Il caso Havasupai, e più in generale l’opposizione di tante organizzazioni indigene al progetto sulla diversità dei genomi umani, indica che c’è ancora molto lavoro da fare. A livello del coinvolgimento delle popolazioni che vengono scelte come ‘oggetto dello studio’ e nella condivisione delle finalità, dei metodi, ma anche dell’inquadramento teorico e culturale di queste ricerche nonché nella gestione delle risorse genetiche umane. Se è vero che arrivare ai risultati scientifici è di immensa importanza per tutta l’umanità, come è chiaro nel caso del progetto sulla diversità del genoma umano, in nessun caso è accettabile che un progetto che richiede il coinvolgimento di una comunità di persone non sia discusso, compreso, accettato e condiviso da tutte le parti in causa.
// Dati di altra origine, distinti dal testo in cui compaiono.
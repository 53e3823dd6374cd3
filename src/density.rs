use std::collections::BTreeMap;

use ndarray::Array1;
use serde::Serialize;
use tracing::debug;

use crate::csv_reader::Transaction;
use crate::filter::Measure;

pub const DEFAULT_GRID_SIZE: usize = 1000;

// Discretized, area-normalized continuous density estimate over [0, upper].
// The trapezoidal integral of an emitted curve is 1 within numerical tolerance.
#[derive(Debug, Clone, PartialEq, Serialize)]
pub struct DensityCurve {
    pub xs: Vec<f64>,
    pub densities: Vec<f64>,
}

// Scott's rule, matching scipy's gaussian_kde default: h = sigma * n^(-1/5)
// with the sample standard deviation. Returns None for fewer than two
// observations or a zero-variance sample.
fn scott_bandwidth(values: &[f64]) -> Option<f64> {
    if values.len() < 2 {
        return None;
    }
    let n = values.len() as f64;
    let mean = values.iter().sum::<f64>() / n;
    let variance = values.iter().map(|v| (v - mean).powi(2)).sum::<f64>() / (n - 1.0);
    let bandwidth = variance.sqrt() * n.powf(-0.2);
    (bandwidth.is_finite() && bandwidth > 0.0).then_some(bandwidth)
}

fn trapezoid(xs: &Array1<f64>, ys: &Array1<f64>) -> f64 {
    let mut area = 0.0;
    for i in 1..xs.len() {
        area += 0.5 * (ys[i] + ys[i - 1]) * (xs[i] - xs[i - 1]);
    }
    area
}

// Gaussian KDE evaluated on the grid, renormalized by its trapezoidal
// integral. The raw kernel estimate's mass extends past the support bound, so
// the truncated curve must be rescaled to integrate to 1. Returns None when
// the sample is degenerate or no mass falls inside the support.
fn kde_curve(values: &[f64], xs: &Array1<f64>) -> Option<DensityCurve> {
    let bandwidth = scott_bandwidth(values)?;
    let norm = 1.0 / (values.len() as f64 * bandwidth * (2.0 * std::f64::consts::PI).sqrt());

    let mut densities = Array1::<f64>::zeros(xs.len());
    for (i, &x) in xs.iter().enumerate() {
        let mut total = 0.0;
        for &v in values {
            let z = (x - v) / bandwidth;
            total += (-0.5 * z * z).exp();
        }
        densities[i] = total * norm;
    }

    let area = trapezoid(xs, &densities);
    if !area.is_finite() || area <= 0.0 {
        return None;
    }
    densities.mapv_inplace(|d| d / area);
    Some(DensityCurve {
        xs: xs.to_vec(),
        densities: densities.to_vec(),
    })
}

/// Per-class density curves over `[0, upper]`. Classes with fewer than two
/// usable observations (or a degenerate sample) are omitted from the map
/// rather than reported as a zero curve.
pub fn estimate_density(
    view: &[&Transaction],
    measure: Measure,
    upper: f64,
    grid_size: usize,
) -> BTreeMap<String, DensityCurve> {
    let mut samples: BTreeMap<&'static str, Vec<f64>> = BTreeMap::new();
    for tx in view {
        let value = measure.value(tx);
        if value.is_finite() {
            samples.entry(tx.class_label()).or_default().push(value);
        }
    }

    let xs = Array1::linspace(0.0, upper, grid_size.max(2));
    let mut curves = BTreeMap::new();
    for (label, values) in samples {
        match kde_curve(&values, &xs) {
            Some(curve) => {
                curves.insert(label.to_string(), curve);
            }
            None => debug!(label, observations = values.len(), "density omitted"),
        }
    }
    curves
}
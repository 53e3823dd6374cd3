use serde::Serialize;

use crate::csv_reader::Transaction;
use crate::filter::Measure;

// Classification metrics for a numeric cut point. Precision equals the rate
// by construction; it is kept as a separately named output because it answers
// a different analyst question.
#[derive(Debug, Clone, PartialEq, Serialize)]
pub struct ClassifierMetrics {
    pub threshold: f64,
    pub count_above: usize,
    pub positive_above: usize,
    pub total_positive: usize,
    pub rate: Option<f64>,
    pub precision: Option<f64>,
    pub recall: Option<f64>,
}

/// Splits the view at `threshold` (strictly greater than; the boundary
/// itself counts as below) and computes the alert-quality ratios. Every
/// zero-denominator ratio is `None`, never an error and never a silent zero.
pub fn classify_threshold(
    view: &[&Transaction],
    measure: Measure,
    threshold: f64,
) -> ClassifierMetrics {
    let mut count_above = 0;
    let mut positive_above = 0;
    let mut total_positive = 0;
    for tx in view {
        if tx.is_fraud {
            total_positive += 1;
        }
        let value = measure.value(tx);
        if value.is_finite() && value > threshold {
            count_above += 1;
            if tx.is_fraud {
                positive_above += 1;
            }
        }
    }

    let ratio = |num: usize, den: usize| (den > 0).then(|| num as f64 / den as f64);
    ClassifierMetrics {
        threshold,
        count_above,
        positive_above,
        total_positive,
        rate: ratio(positive_above, count_above),
        precision: ratio(positive_above, count_above),
        recall: ratio(positive_above, total_positive),
    }
}
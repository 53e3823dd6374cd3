// Main module for the fraud statistics engine. Orchestrates data loading, one
// full recomputation pass, and result presentation.
use std::error::Error;
use std::path::Path;

use tracing_subscriber::EnvFilter;

use aggregate::{class_summary, filter_rows_by_min_rate, group_by_dimension, Dimension, SortMode};
use csv_reader::{read_transactions, Transaction};
use density::{estimate_density, DEFAULT_GRID_SIZE};
use filter::{apply_filter, AmountBounds, FilterSpec, Measure};
use geo::{aggregate_by_region, concentration_index};
use threshold::classify_threshold;

mod aggregate;
mod calendar;
mod csv_reader;
mod density;
mod filter;
mod geo;
mod regions;
mod threshold;

const CSV_FILE_PATH: &str = "eda_fraud_balanced_sorted.csv";
const ALERT_THRESHOLD: f64 = 200.0;
const DENSITY_UPPER_BOUND: f64 = 1500.0;
const MIN_CATEGORY_RATE: f64 = 0.05;
const MAX_SAMPLE_SIZE: usize = 15_000;
const TOP_REGIONS: usize = 10;

fn fmt_rate(rate: Option<f64>) -> String {
    match rate {
        Some(rate) => format!("{:.2}%", rate * 100.0),
        None => "N/A".to_string(),
    }
}

fn fmt_amount(amount: Option<f64>) -> String {
    match amount {
        Some(amount) => format!("${amount:.2}"),
        None => "N/A".to_string(),
    }
}

// Displays overall view statistics and the per-class summary panel
// Inputs: full dataset and the filtered view
// Outputs: prints formatted overview to console
fn print_overview(dataset: &[Transaction], view: &[&Transaction]) {
    println!("Transactions analyzed: {} of {}", view.len(), dataset.len());
    let mut stamps = view.iter().filter_map(|tx| tx.timestamp);
    if let Some(first) = stamps.next() {
        let (min, max) = stamps.fold((first, first), |(lo, hi), ts| (lo.min(ts), hi.max(ts)));
        println!(
            "  Period: {} to {}",
            calendar::derive(min).iso_week,
            calendar::derive(max).iso_week,
        );
    }
    for class in class_summary(view) {
        println!(
            "  {}: {} transactions, avg {}, median {}",
            class.label,
            class.count,
            fmt_amount(class.mean_amount),
            fmt_amount(class.median_amount),
        );
    }
}

// Displays the day-of-week aggregate table in calendar order. Every day
// appears even when no transaction fell on it.
fn print_day_of_week(view: &[&Transaction]) {
    println!("\nFraud by Day of Week:");
    println!(
        "{:<10} {:>12} {:>8} {:>8} {:>12}",
        "Day", "Transactions", "Frauds", "Rate", "Avg Amount"
    );
    for row in group_by_dimension(view, Dimension::DayOfWeek, SortMode::Intrinsic) {
        println!(
            "{:<10} {:>12} {:>8} {:>8} {:>12}",
            row.key,
            row.count,
            row.positives,
            fmt_rate(row.rate),
            fmt_amount(row.mean_amount),
        );
    }
}

// Displays the riskiest hours of the day
// Inputs: filtered view
// Outputs: prints top hours ranked by fraud rate
// Key steps:
// 1. Group the view by hour with the ranking sort
// 2. Print the top entries with a measured rate
fn print_hourly(view: &[&Transaction]) {
    println!("\nRiskiest Hours:");
    let rows = group_by_dimension(view, Dimension::Hour, SortMode::RateDesc);
    for row in rows.iter().filter(|row| row.rate.is_some()).take(5) {
        println!(
            "  {:>2}:00 - {} of {} fraudulent ({})",
            row.key,
            row.positives,
            row.count,
            fmt_rate(row.rate),
        );
    }
}

// Displays merchant categories at or above the minimum fraud rate
fn print_categories(view: &[&Transaction]) {
    println!(
        "\nMerchant Categories (fraud rate >= {:.0}%):",
        MIN_CATEGORY_RATE * 100.0
    );
    let rows = group_by_dimension(view, Dimension::Category, SortMode::RateDesc);
    let flagged = filter_rows_by_min_rate(&rows, MIN_CATEGORY_RATE);
    if flagged.is_empty() {
        println!("  No categories match the selected criteria.");
    }
    for row in flagged {
        println!(
            "  {:<16} {} of {} fraudulent ({})",
            row.key,
            row.positives,
            row.count,
            fmt_rate(row.rate),
        );
    }
}

// Displays the alert-threshold panel
// Inputs: filtered view and the observed amount bounds
// Outputs: prints counts, rate, precision and recall for the threshold
// Key steps:
// 1. Clamp the configured threshold to the observed amount range
// 2. Partition the view at the threshold
// 3. Print each ratio, with N/A for undefined values
fn print_threshold(view: &[&Transaction], bounds: Option<AmountBounds>) {
    let threshold = match bounds {
        Some(bounds) => bounds.clamp(ALERT_THRESHOLD),
        None => ALERT_THRESHOLD,
    };
    let metrics = classify_threshold(view, Measure::Amount, threshold);
    println!("\nThreshold Analysis (${threshold:.0}):");
    println!("  Above threshold: {}", metrics.count_above);
    println!("  Fraudulent above: {}", metrics.positive_above);
    println!("  Rate: {}", fmt_rate(metrics.rate));
    println!("  Precision: {}", fmt_rate(metrics.precision));
    println!("  Recall: {}", fmt_rate(metrics.recall));
}

// Displays where each class's amount density peaks
fn print_density(view: &[&Transaction]) {
    println!("\nAmount Density (support $0-${DENSITY_UPPER_BOUND:.0}):");
    let curves = estimate_density(view, Measure::Amount, DENSITY_UPPER_BOUND, DEFAULT_GRID_SIZE);
    if curves.is_empty() {
        println!("  Not enough observations for a density estimate.");
    }
    for (label, curve) in curves {
        let peak = curve
            .xs
            .iter()
            .zip(curve.densities.iter())
            .fold((0.0, f64::MIN), |best, (&x, &d)| {
                if d > best.1 {
                    (x, d)
                } else {
                    best
                }
            });
        println!(
            "  {}: density peaks near ${:.0} ({} grid points)",
            label,
            peak.0,
            curve.xs.len(),
        );
    }
}

// Displays the regional ranking and the concentration index
// Inputs: filtered view
// Outputs: prints top regions by fraud rate and the geographic concentration
fn print_regions(view: &[&Transaction]) {
    println!("\nTop Regions by Fraud Rate:");
    let stats = aggregate_by_region(view);
    for (rank, stat) in stats.iter().take(TOP_REGIONS).enumerate() {
        println!(
            "  {:>2}. {:<16} {} ({} frauds of {})",
            rank + 1,
            stat.display_name,
            fmt_rate(stat.rate),
            stat.positives,
            stat.count,
        );
    }
    let highest = stats.iter().find(|s| s.rate.is_some());
    let safest = stats.iter().rev().find(|s| s.rate.is_some());
    if let (Some(highest), Some(safest)) = (highest, safest) {
        println!(
            "Highest risk: {} ({}), safest: {} ({})",
            highest.display_name,
            fmt_rate(highest.rate),
            safest.display_name,
            fmt_rate(safest.rate),
        );
    }
    match concentration_index(&stats) {
        Some(index) => println!("Geographic concentration: {index:.2}"),
        None => println!("Geographic concentration: N/A"),
    }
}

// Main entry point for the fraud statistics engine
// Inputs: optional dataset path as the first argument
// Outputs: Result indicating success or error
// Key steps:
// 1. Load and validate the transaction dataset
// 2. Build one FilterSpec and apply it
// 3. Run every aggregation over the filtered view
// 4. Display results
fn main() -> Result<(), Box<dyn Error>> {
    tracing_subscriber::fmt()
        .with_env_filter(EnvFilter::from_default_env())
        .init();

    let path = std::env::args()
        .nth(1)
        .unwrap_or_else(|| CSV_FILE_PATH.to_string());
    let transactions = read_transactions(Path::new(&path))?;
    if transactions.is_empty() {
        println!("No transactions to analyze.");
        return Ok(());
    }

    let bounds = AmountBounds::from_dataset(&transactions);
    let spec = FilterSpec {
        sample_cap: Some(MAX_SAMPLE_SIZE),
        ..FilterSpec::default()
    };
    let view = apply_filter(&transactions, &spec);

    println!("Fraud Transaction Analysis");
    print_overview(&transactions, &view);
    print_day_of_week(&view);
    print_hourly(&view);
    print_categories(&view);
    print_threshold(&view, bounds);
    print_density(&view);
    print_regions(&view);

    Ok(())
}
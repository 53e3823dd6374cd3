use rand::rngs::StdRng;
use rand::SeedableRng;
use serde::Serialize;
use tracing::debug;

use crate::calendar;
use crate::csv_reader::Transaction;

/// Seed used for the record cap when a `FilterSpec` names no seed of its own.
/// Every call with the same spec and dataset is reproducible under it.
pub const DEFAULT_SAMPLE_SEED: u64 = 0x5EED;

// Continuous field an aggregation reads from a record. `LogAmount` produces a
// non-finite value for a zero amount; consumers skip non-finite values.
#[derive(Debug, Clone, Copy, PartialEq, Eq, Serialize)]
pub enum Measure {
    Amount,
    LogAmount,
}

impl Measure {
    pub fn value(&self, tx: &Transaction) -> f64 {
        match self {
            Measure::Amount => tx.amount,
            Measure::LogAmount => tx.amount.ln(),
        }
    }
}

// Observed amount range of the base dataset. Caller-supplied thresholds and
// range endpoints are clamped into it rather than rejected.
#[derive(Debug, Clone, Copy, PartialEq, Serialize)]
pub struct AmountBounds {
    pub min: f64,
    pub max: f64,
}

impl AmountBounds {
    pub fn from_dataset(dataset: &[Transaction]) -> Option<Self> {
        let mut bounds: Option<AmountBounds> = None;
        for tx in dataset {
            let b = bounds.get_or_insert(AmountBounds {
                min: tx.amount,
                max: tx.amount,
            });
            if tx.amount < b.min {
                b.min = tx.amount;
            }
            if tx.amount > b.max {
                b.max = tx.amount;
            }
        }
        bounds
    }

    pub fn clamp(&self, value: f64) -> f64 {
        value.clamp(self.min, self.max)
    }
}

/// Conjunction of predicates selecting a subset of the dataset.
///
/// An empty membership set means "no constraint"; there is no separate
/// "all values" sentinel. A set that happens to name every observed value
/// behaves identically only for the dataset in hand. Predicates combine with
/// logical AND; an unsatisfiable combination yields an empty view, never an
/// error. The default spec matches every record.
#[derive(Debug, Clone, Default, PartialEq, Serialize)]
pub struct FilterSpec {
    /// Inclusive lower bound on the amount. Swapped with `amount_max` when
    /// the two are reversed, then clamped to the observed bounds.
    pub amount_min: Option<f64>,
    /// Inclusive upper bound on the amount.
    pub amount_max: Option<f64>,
    /// Allowed merchant categories; empty = all.
    pub categories: Vec<String>,
    /// Allowed region codes; empty = all.
    pub regions: Vec<String>,
    /// Allowed day-of-week names; empty = all. A record without a parseable
    /// timestamp cannot satisfy a day constraint and is excluded.
    pub days: Vec<String>,
    /// Fraud-label selection; `None` keeps both classes.
    pub fraud_label: Option<bool>,
    /// Cap on the matched set; larger results are subsampled deterministically.
    pub sample_cap: Option<usize>,
    /// Seed for the subsample; `None` applies `DEFAULT_SAMPLE_SEED`.
    pub sample_seed: Option<u64>,
}

// Repairs a reversed range and clamps both endpoints to the observed bounds.
fn normalized_range(
    bounds: Option<AmountBounds>,
    spec: &FilterSpec,
) -> (Option<f64>, Option<f64>) {
    let (mut lo, mut hi) = (spec.amount_min, spec.amount_max);
    if let (Some(a), Some(b)) = (lo, hi) {
        if a > b {
            lo = Some(b);
            hi = Some(a);
        }
    }
    if let Some(bounds) = bounds {
        lo = lo.map(|v| bounds.clamp(v));
        hi = hi.map(|v| bounds.clamp(v));
    }
    (lo, hi)
}

fn matches(tx: &Transaction, spec: &FilterSpec, lo: Option<f64>, hi: Option<f64>) -> bool {
    if lo.is_some_and(|lo| tx.amount < lo) || hi.is_some_and(|hi| tx.amount > hi) {
        return false;
    }
    if !spec.categories.is_empty() && !spec.categories.iter().any(|c| c == &tx.category) {
        return false;
    }
    if !spec.regions.is_empty() && !spec.regions.iter().any(|r| r == &tx.state) {
        return false;
    }
    if !spec.days.is_empty() {
        let Some(timestamp) = tx.timestamp else {
            return false;
        };
        let day = calendar::day_name(timestamp);
        if !spec.days.iter().any(|d| d == day) {
            return false;
        }
    }
    if spec.fraud_label.is_some_and(|label| label != tx.is_fraud) {
        return false;
    }
    true
}

// Deterministic subsample that preserves dataset order.
fn subsample<'a>(matched: Vec<&'a Transaction>, cap: usize, seed: u64) -> Vec<&'a Transaction> {
    let mut rng = StdRng::seed_from_u64(seed);
    let mut keep = rand::seq::index::sample(&mut rng, matched.len(), cap).into_vec();
    keep.sort_unstable();
    keep.into_iter().map(|i| matched[i]).collect()
}

/// Applies the spec to the base dataset and returns a fresh view. The base
/// dataset is never mutated and no state is carried between calls.
pub fn apply_filter<'a>(dataset: &'a [Transaction], spec: &FilterSpec) -> Vec<&'a Transaction> {
    let (lo, hi) = normalized_range(AmountBounds::from_dataset(dataset), spec);
    let mut matched: Vec<&Transaction> = dataset
        .iter()
        .filter(|tx| matches(tx, spec, lo, hi))
        .collect();

    if let Some(cap) = spec.sample_cap {
        if matched.len() > cap {
            let seed = spec.sample_seed.unwrap_or(DEFAULT_SAMPLE_SEED);
            matched = subsample(matched, cap, seed);
        }
    }

    debug!(matched = matched.len(), total = dataset.len(), "filter applied");
    matched
}
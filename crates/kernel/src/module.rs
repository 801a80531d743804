use async_trait::async_trait;
use axum::Router;

/// Context provided to modules during initialization
pub struct InitCtx<'a> {
    pub settings: &'a crate::settings::Settings,
}

/// Core module trait that all bookshelf modules must implement
#[async_trait]
pub trait Module: Sync + Send {
    /// Unique name for this module
    fn name(&self) -> &'static str;

    /// Initialize the module with the provided context
    /// Called during application startup, before any module is started
    async fn init(&self, _ctx: &InitCtx<'_>) -> anyhow::Result<()> {
        Ok(())
    }

    /// Return the Axum router for this module's routes
    /// Routes will be mounted under `/api/{module_name}`
    fn routes(&self) -> Router {
        Router::new()
    }

    /// Return OpenAPI specification fragment for this module as JSON
    /// Will be merged with other modules' specs
    fn openapi(&self) -> Option<serde_json::Value> {
        None
    }

    /// Whether this module exposes HTTP routes at all
    fn has_routes(&self) -> bool {
        true
    }

    /// Start the module once every module is initialized
    async fn start(&self, _ctx: &InitCtx<'_>) -> anyhow::Result<()> {
        Ok(())
    }

    /// Stop the module and clean up resources
    /// Called during application shutdown
    async fn stop(&self) -> anyhow::Result<()> {
        Ok(())
    }
}
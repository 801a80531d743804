#![allow(dead_code)]

use axum::{
    body::Body,
    http::{header, HeaderMap, HeaderName, Method, Request, StatusCode},
    Router,
};
use bookshelf_app::build_registry;
use bookshelf_db::{fixtures, Store};
use bookshelf_kernel::settings::Settings;
use http_body_util::BodyExt;
use serde_json::Value;
use tower::ServiceExt;

pub const TOKEN: &str = "test-token";

pub struct TestApp {
    pub router: Router,
    pub store: Store,
}

pub struct TestResponse {
    pub status: StatusCode,
    pub headers: HeaderMap,
    pub body: Value,
}

impl TestResponse {
    /// `results` of a page response
    pub fn results(&self) -> &Vec<Value> {
        self.body["results"].as_array().expect("page response")
    }

    /// Field names listed in a validation error
    pub fn error_fields(&self) -> Vec<String> {
        self.body["error"]["details"]
            .as_array()
            .expect("error details")
            .iter()
            .map(|d| d["field"].as_str().unwrap().to_string())
            .collect()
    }
}

/// Router over the demo catalogue (authors 1-3, books 1-4) with one API token.
///
/// Books: 1 "Harry Potter and the Philosopher's Stone" (1997, author 1),
/// 2 "Harry Potter and the Chamber of Secrets" (1998, author 1),
/// 3 "The Hobbit" (1937, author 2), 4 "A Game of Thrones" (1996, author 3).
pub async fn app() -> TestApp {
    app_with_page_size(10).await
}

pub async fn app_with_page_size(page_size: usize) -> TestApp {
    let mut settings = Settings::default();
    settings.pagination.page_size = page_size;
    settings
        .auth
        .tokens
        .insert(TOKEN.to_string(), "regular".to_string());

    let store = Store::new();
    fixtures::seed_demo(&store).await;

    let registry = build_registry(&store, &settings);
    let router = bookshelf_http::build_router(&registry, &settings).unwrap();
    TestApp { router, store }
}

impl TestApp {
    pub async fn request(
        &self,
        method: Method,
        uri: &str,
        authenticated: bool,
        body: Option<Value>,
    ) -> TestResponse {
        let authorization = authenticated.then(|| format!("Token {TOKEN}"));
        self.request_with_authorization(method, uri, authorization, body)
            .await
    }

    pub async fn request_with_authorization(
        &self,
        method: Method,
        uri: &str,
        authorization: Option<String>,
        body: Option<Value>,
    ) -> TestResponse {
        let headers: Vec<(HeaderName, String)> = authorization
            .map(|value| (header::AUTHORIZATION, value))
            .into_iter()
            .collect();
        self.request_with_headers(method, uri, &headers, body).await
    }

    pub async fn request_with_headers(
        &self,
        method: Method,
        uri: &str,
        headers: &[(HeaderName, String)],
        body: Option<Value>,
    ) -> TestResponse {
        let mut request = Request::builder().method(method).uri(uri);
        for (name, value) in headers {
            request = request.header(name, value.as_str());
        }
        let body = match body {
            Some(json) => {
                request = request.header(header::CONTENT_TYPE, "application/json");
                Body::from(json.to_string())
            }
            None => Body::empty(),
        };

        let response = self
            .router
            .clone()
            .oneshot(request.body(body).unwrap())
            .await
            .unwrap();

        let status = response.status();
        let headers = response.headers().clone();
        let bytes = response.into_body().collect().await.unwrap().to_bytes();
        let body = if bytes.is_empty() {
            Value::Null
        } else {
            serde_json::from_slice(&bytes).unwrap_or_else(|_| {
                Value::String(String::from_utf8_lossy(&bytes).into_owned())
            })
        };

        TestResponse {
            status,
            headers,
            body,
        }
    }

    pub async fn get(&self, uri: &str) -> TestResponse {
        self.request(Method::GET, uri, false, None).await
    }

    pub async fn send(&self, method: Method, uri: &str, body: Value) -> TestResponse {
        self.request(method, uri, true, Some(body)).await
    }

    pub async fn send_anonymous(&self, method: Method, uri: &str, body: Value) -> TestResponse {
        self.request(method, uri, false, Some(body)).await
    }
}

pub fn current_year() -> i32 {
    time::OffsetDateTime::now_utc().year()
}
E dunque è necessario mettere in campo tutte le risorse culturali, scientifiche, umanistiche, antropologiche, filosofiche utili a costruire un percorso che si fondi sulla fiducia e sulla trasparenza. Perché non c’è dubbio che la sfiducia ha delle ragioni molto concrete, ed è solo riconoscendole e ripartendo da lì che si possono costruire progetti che non diano a nessuno dei partecipanti, tanto meno alle popolazioni coinvolte, la sensazione di essere potenzialmente a rischio di sfruttamento, discriminazione o, più semplicemente, di poca considerazione.